Hint Okyanusu’nun büyüklüğü, sörf tahtaları, kalabalık pazarları, sizi son derece şaşırtan insanlarının mutlulukları, masaj kelimesini nazikçe kulağınıza bağıran Bali kızları, dansları, törenleri ve koskocaman gökyüzüyle Bali herkesin bir gün gitmesi gereken bir yer.

Endonezya’daki takımadalarının en küçüklerinden, en çok turist çeken ve haliyle en çok yatırım yapılan adalarından biri Bali Adası. Ve tahmin edileceği üzere de en güzeli… Batı’da Java ve doğuda Lombok adalarının arasında kalan adanın başkenti Denpasar. Bali’nin tarihi türlü kültür sentezleriyle birbirine girmiş, buna rağmen günümüzde, eski ile yeniyi en iyi harmanlamış yerlerden birisi. I. yüzyıldan itibaren Hint ve Çin kültürlerinden oldukça etkilenen Bali halkı, hala inançlarında Hinduizm geleneklerini sürdürüyorlar. Şimdiki yönetim şekilleri ise valilik. Endonezya Müslüman bir ülke olmasına rağmen Bali bulunduğu noktada kendi başına bir dünya ve nüfusunun % 90’undan fazlası Hindu. Avrupalı gezgincilerin adayı keşfinden sonra Bali dünya için bir özgürlük, eğlence ve macera dolu bir cennet olmaya başlamış. Ünlü antropolog Margeret Mead adada yaşayan insanların nazik ve gizemli kişiliğini incelemiş bir dönem ve yine bir dönem Charlie Chaplin ve Noel Coward gibi cüretkâr maceracıların yemyeşil ormanlarında, masmavi gölcüklerinde gülüp eğlendiği el değmemiş bir cennet olmuş Bali Adası…

Bali’ye gelmenin en iyi yolu Singapur aktarmalı uçuş ile başkent Denpasar’a ulaşmak. İstanbul-Singapur arası uçuş yaklaşık 13 saat sürüyor. Singapur’dan Denpasar ise uçak ile yaklaşık iki buçuk saat bir mesafede. Denpasar’a iner inmez otel rezervasyonunuzu önceden yaptıysanız hemen dış hatlar çıkışındaki mavi taksilere binip yarım saatlik bir yolculukla Bali’nin kalbi Kuta’ya gidebilirsiniz. Taksi ile ulaşım çok çok ucuz ama Kuta’ya geldiğinizde trafiğin ne kadar karışık olduğunu görüp araba kiralamak yerine günlüğü 5-6 $‘a motosiklet kiraladığınız için şükredeceksiniz. Bali’de para birimi Rupi, 10 bin Rupi 1 $’a denk geldiği için kendinizi çok zengin hissedeceksiniz. Kuta’ya geldiğinizde kalabalık dar sokaklar, motorsikletler ve uzun bir sahil şeridi sizi karşılayacak. Kuta’yı anlatan tek şey ise sadece ve sadece sörf. Sokakta, ellerinde sörf tahtalarıyla yalınayak sahile yürüyen sörfçü kız ve erkekleri görünce kanınız kaynayacak.

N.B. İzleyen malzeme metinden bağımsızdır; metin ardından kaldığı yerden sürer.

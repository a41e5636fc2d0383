use crate::domain::jobs::VIDEO_FILE;
use crate::domain::upload::{RejectReason, ValidationOutcome};
use crate::ports::probe::MediaProbe;
use std::path::Path;
use std::sync::Arc;
use tracing::{debug, warn};

/// Slack allowed on trimmed output only. Encoders cut on frame boundaries and
/// may overshoot the requested duration slightly.
pub const TRIM_TOLERANCE_SECS: f64 = 0.5;

/// Decides whether an uploaded file is admitted, needs trimming or is refused.
pub struct UploadValidator {
    probe: Arc<dyn MediaProbe>,
    max_duration: f64,
    max_upload_bytes: u64,
}

impl UploadValidator {
    pub fn new(probe: Arc<dyn MediaProbe>, max_duration: f64, max_upload_bytes: u64) -> Self {
        Self {
            probe,
            max_duration,
            max_upload_bytes,
        }
    }

    pub fn max_duration(&self) -> f64 {
        self.max_duration
    }

    pub fn max_upload_bytes(&self) -> u64 {
        self.max_upload_bytes
    }

    /// Cheap check on the client-supplied name, done before any bytes are stored.
    pub fn check_file_name(file_name: &str) -> Result<(), RejectReason> {
        if file_name.trim().is_empty() {
            return Err(RejectReason::MissingFile);
        }
        let is_mp4 = Path::new(file_name)
            .extension()
            .and_then(|ext| ext.to_str())
            .is_some_and(|ext| ext.eq_ignore_ascii_case("mp4"));
        if is_mp4 {
            Ok(())
        } else {
            Err(RejectReason::WrongFormat)
        }
    }

    /// Classifies a fresh upload. Anything longer than the limit needs trimming.
    pub async fn validate(&self, path: &Path, file_name: &str) -> ValidationOutcome {
        self.classify(path, file_name, 0.0).await
    }

    /// Re-checks a video produced by the trimmer.
    pub async fn validate_trimmed(&self, path: &Path) -> ValidationOutcome {
        self.classify(path, VIDEO_FILE, TRIM_TOLERANCE_SECS).await
    }

    async fn classify(&self, path: &Path, file_name: &str, tolerance: f64) -> ValidationOutcome {
        if let Err(reason) = Self::check_file_name(file_name) {
            return ValidationOutcome::Rejected(reason);
        }

        let size = match tokio::fs::metadata(path).await {
            Ok(meta) => meta.len(),
            Err(e) => {
                warn!("Stored upload is not readable: {}", e);
                return ValidationOutcome::Rejected(RejectReason::Unreadable);
            }
        };
        if size == 0 {
            return ValidationOutcome::Rejected(RejectReason::Unreadable);
        }
        if size > self.max_upload_bytes {
            return ValidationOutcome::Rejected(RejectReason::too_large(self.max_upload_bytes));
        }

        let av = match self.probe.probe(path).await {
            Ok(av) => av,
            Err(e) => {
                debug!("Probe refused upload: {}", e);
                return ValidationOutcome::Rejected(RejectReason::Unreadable);
            }
        };
        if !av.is_mp4() || !av.has_video() {
            return ValidationOutcome::Rejected(RejectReason::WrongFormat);
        }
        let Some(duration) = av.known_duration() else {
            return ValidationOutcome::Rejected(RejectReason::DurationIndeterminate);
        };
        for stream in &av.video_streams {
            debug!("Probed {:.1}s video stream: {}", duration, stream);
        }

        if duration > self.max_duration + tolerance {
            ValidationOutcome::NeedsTrim {
                path: path.to_path_buf(),
                duration,
            }
        } else {
            ValidationOutcome::Accepted {
                path: path.to_path_buf(),
                duration,
            }
        }
    }
}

Kuta’da otelinizi; bölgenin plaja, restorant ve eğlence mekânlarına en yakın olanlarından seçmeniz tatilin tatminini 5 kat daha arttıracak. Bali’de rahatlık ve konfor anlayışları çok farklı, o yüzden 3 yıldızlı bir otel bile ülkemizdeki 5 yıldızlı otellere denk ve hizmet anlayışları 10 üzerinden 10. Size kendinizi, dünyanın kralı gibi hissettireceklerine emin olabilrisiniz.

Masa Inn Otel, Poppies I bölgesinde hem konforu, hem tapınak tarzı yapısıyla farklı bir yerde kaldığınızı hissettirecek.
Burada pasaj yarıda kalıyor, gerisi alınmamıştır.